Top of DATA SHOWN
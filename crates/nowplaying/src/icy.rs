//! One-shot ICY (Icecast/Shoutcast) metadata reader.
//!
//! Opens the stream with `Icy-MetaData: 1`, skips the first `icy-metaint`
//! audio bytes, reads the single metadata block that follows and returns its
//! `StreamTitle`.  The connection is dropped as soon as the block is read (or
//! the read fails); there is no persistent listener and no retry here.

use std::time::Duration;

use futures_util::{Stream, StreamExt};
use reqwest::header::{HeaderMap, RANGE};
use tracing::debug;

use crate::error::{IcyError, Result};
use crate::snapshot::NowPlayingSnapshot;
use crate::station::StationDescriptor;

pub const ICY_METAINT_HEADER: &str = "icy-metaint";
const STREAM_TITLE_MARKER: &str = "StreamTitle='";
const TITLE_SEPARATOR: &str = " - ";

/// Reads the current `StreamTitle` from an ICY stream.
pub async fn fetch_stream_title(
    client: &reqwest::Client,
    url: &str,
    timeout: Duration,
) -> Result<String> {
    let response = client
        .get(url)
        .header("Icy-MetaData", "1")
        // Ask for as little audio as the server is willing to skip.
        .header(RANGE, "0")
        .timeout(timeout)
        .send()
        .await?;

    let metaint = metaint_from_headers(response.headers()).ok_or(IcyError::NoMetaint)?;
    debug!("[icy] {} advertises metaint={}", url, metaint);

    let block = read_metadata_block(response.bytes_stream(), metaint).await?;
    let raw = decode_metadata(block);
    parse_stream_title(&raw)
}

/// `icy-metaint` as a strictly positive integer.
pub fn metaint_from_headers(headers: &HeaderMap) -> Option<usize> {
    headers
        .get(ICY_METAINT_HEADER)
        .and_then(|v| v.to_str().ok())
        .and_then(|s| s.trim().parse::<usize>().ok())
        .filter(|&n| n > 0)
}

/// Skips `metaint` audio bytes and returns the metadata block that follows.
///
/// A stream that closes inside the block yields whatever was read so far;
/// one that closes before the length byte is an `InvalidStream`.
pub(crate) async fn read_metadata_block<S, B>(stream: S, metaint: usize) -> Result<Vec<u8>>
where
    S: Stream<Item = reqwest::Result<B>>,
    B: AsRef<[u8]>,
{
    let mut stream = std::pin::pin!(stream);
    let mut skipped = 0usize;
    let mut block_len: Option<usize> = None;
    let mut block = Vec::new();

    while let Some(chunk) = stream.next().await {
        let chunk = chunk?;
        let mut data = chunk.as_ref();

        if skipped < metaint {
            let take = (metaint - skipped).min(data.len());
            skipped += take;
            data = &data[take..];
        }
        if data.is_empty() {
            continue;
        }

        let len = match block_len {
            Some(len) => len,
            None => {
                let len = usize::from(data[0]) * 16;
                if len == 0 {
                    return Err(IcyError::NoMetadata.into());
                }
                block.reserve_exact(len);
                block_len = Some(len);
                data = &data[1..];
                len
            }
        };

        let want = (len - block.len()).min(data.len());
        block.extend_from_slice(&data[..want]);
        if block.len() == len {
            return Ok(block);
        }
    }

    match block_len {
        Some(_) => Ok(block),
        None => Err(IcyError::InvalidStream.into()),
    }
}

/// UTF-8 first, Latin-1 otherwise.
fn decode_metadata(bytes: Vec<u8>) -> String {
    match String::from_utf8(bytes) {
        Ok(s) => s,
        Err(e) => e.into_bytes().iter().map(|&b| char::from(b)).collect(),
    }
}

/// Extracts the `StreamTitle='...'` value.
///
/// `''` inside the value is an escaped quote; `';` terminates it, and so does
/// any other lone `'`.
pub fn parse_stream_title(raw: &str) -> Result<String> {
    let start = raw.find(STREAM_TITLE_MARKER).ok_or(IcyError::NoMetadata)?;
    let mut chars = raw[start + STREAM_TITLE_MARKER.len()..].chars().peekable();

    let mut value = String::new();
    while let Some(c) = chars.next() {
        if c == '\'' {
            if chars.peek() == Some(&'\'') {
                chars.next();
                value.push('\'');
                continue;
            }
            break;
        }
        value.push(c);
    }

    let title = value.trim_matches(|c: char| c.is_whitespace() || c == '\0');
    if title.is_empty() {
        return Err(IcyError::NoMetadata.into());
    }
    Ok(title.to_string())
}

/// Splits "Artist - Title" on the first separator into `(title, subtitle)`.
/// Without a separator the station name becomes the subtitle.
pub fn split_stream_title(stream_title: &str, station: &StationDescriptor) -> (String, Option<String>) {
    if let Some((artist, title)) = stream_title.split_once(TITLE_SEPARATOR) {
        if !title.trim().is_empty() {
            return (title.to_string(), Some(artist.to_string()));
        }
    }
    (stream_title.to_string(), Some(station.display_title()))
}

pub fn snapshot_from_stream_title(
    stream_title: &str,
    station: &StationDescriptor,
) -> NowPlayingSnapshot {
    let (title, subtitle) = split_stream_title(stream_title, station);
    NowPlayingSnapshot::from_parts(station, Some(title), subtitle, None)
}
Bottom of DATA SHOWN
Top of DATA SHOWN
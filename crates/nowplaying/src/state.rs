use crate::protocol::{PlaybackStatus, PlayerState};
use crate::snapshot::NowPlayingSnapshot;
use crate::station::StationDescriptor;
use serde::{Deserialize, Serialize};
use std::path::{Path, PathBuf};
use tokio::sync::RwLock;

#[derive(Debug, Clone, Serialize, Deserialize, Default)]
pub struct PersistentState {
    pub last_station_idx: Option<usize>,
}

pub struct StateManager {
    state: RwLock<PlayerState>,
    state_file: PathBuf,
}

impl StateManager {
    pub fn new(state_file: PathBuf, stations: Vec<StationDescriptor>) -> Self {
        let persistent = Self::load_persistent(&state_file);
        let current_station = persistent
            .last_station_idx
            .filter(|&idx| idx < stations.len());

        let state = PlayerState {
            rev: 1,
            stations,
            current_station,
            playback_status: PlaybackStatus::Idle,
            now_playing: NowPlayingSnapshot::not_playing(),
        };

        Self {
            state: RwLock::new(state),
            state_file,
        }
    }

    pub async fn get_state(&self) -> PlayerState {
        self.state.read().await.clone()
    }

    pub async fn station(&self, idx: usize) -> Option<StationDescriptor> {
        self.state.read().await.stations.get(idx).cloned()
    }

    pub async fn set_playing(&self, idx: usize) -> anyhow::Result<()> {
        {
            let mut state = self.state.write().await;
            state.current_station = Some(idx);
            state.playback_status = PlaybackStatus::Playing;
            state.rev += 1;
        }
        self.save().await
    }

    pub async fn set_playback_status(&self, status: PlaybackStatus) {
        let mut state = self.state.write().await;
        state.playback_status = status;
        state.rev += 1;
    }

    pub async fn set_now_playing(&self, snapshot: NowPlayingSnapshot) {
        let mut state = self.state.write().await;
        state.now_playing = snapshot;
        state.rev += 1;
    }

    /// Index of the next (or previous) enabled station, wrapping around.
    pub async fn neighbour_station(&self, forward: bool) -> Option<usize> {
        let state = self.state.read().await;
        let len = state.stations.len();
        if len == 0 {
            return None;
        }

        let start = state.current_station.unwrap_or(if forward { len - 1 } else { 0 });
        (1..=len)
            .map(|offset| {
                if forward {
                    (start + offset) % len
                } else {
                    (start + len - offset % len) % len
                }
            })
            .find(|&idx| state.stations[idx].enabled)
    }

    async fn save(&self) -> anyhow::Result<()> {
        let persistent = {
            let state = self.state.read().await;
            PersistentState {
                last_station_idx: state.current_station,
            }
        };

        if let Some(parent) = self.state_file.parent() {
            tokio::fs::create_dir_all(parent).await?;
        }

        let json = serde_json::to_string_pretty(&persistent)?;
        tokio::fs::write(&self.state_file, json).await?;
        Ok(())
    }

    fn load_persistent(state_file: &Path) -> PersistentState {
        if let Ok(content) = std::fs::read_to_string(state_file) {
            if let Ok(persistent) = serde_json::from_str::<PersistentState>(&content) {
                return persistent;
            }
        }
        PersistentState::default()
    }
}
Bottom of DATA SHOWN
Top of DATA SHOWN
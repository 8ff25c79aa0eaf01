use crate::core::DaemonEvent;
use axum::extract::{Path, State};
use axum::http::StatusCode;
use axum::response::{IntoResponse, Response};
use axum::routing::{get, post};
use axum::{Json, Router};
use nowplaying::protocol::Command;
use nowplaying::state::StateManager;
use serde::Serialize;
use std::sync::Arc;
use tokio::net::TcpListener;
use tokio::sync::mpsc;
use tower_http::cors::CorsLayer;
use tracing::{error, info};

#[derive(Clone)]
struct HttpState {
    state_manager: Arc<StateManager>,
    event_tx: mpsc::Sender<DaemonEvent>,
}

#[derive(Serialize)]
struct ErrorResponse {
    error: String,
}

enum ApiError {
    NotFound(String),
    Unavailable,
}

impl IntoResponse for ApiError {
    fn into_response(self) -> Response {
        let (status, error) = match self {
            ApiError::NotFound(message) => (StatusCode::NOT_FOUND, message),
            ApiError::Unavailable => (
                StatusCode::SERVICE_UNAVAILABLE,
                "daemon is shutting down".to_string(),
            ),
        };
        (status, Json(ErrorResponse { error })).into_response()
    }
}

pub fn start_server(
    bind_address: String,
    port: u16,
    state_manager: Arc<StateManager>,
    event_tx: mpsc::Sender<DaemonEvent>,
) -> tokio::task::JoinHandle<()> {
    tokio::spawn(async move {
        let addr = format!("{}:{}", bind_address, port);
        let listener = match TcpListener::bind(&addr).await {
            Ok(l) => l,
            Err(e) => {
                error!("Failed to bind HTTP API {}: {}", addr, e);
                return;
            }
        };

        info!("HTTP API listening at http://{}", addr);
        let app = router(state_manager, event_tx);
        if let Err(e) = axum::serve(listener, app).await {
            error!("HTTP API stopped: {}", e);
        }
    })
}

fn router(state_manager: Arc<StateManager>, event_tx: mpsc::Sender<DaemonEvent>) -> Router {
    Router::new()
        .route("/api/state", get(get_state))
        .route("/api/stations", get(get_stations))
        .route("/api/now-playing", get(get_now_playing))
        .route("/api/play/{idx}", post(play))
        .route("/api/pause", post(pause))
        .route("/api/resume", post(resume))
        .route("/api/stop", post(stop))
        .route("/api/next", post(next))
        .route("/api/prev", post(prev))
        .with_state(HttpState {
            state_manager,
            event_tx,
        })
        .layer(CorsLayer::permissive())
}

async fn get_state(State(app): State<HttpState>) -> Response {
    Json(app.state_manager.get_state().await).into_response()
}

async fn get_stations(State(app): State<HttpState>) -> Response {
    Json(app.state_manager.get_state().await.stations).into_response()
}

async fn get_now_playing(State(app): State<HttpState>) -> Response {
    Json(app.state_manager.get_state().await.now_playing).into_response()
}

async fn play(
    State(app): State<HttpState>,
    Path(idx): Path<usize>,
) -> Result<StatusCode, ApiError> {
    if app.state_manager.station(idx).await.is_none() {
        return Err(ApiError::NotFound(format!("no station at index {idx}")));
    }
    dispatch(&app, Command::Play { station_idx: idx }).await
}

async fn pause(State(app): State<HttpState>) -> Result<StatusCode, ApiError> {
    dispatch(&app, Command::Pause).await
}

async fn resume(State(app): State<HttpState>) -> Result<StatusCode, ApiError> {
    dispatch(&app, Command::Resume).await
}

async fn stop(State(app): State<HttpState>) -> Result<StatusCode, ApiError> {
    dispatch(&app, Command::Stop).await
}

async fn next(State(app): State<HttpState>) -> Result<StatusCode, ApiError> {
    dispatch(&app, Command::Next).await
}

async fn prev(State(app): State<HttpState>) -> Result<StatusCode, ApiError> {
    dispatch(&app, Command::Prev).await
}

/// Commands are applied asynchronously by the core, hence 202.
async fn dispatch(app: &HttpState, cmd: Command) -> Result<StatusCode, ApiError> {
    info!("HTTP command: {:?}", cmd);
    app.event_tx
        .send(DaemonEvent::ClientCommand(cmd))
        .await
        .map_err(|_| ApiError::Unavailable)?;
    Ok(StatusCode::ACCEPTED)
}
Bottom of DATA SHOWN
» WHAT TO PRODUCE
From the material above, retype precisely the lines between the line holding "filename crates/nowplaying/src/icy.rs" and the line holding "is read (or", inclusive, and nothing beyond them.

» RESPONSE FOR THIS EXERCISE
filename crates/nowplaying/src/icy.rs
//! One-shot ICY (Icecast/Shoutcast) metadata reader.
//!
//! Opens the stream with `Icy-MetaData: 1`, skips the first `icy-metaint`
//! audio bytes, reads the single metadata block that follows and returns its
//! `StreamTitle`.  The connection is dropped as soon as the block is read (or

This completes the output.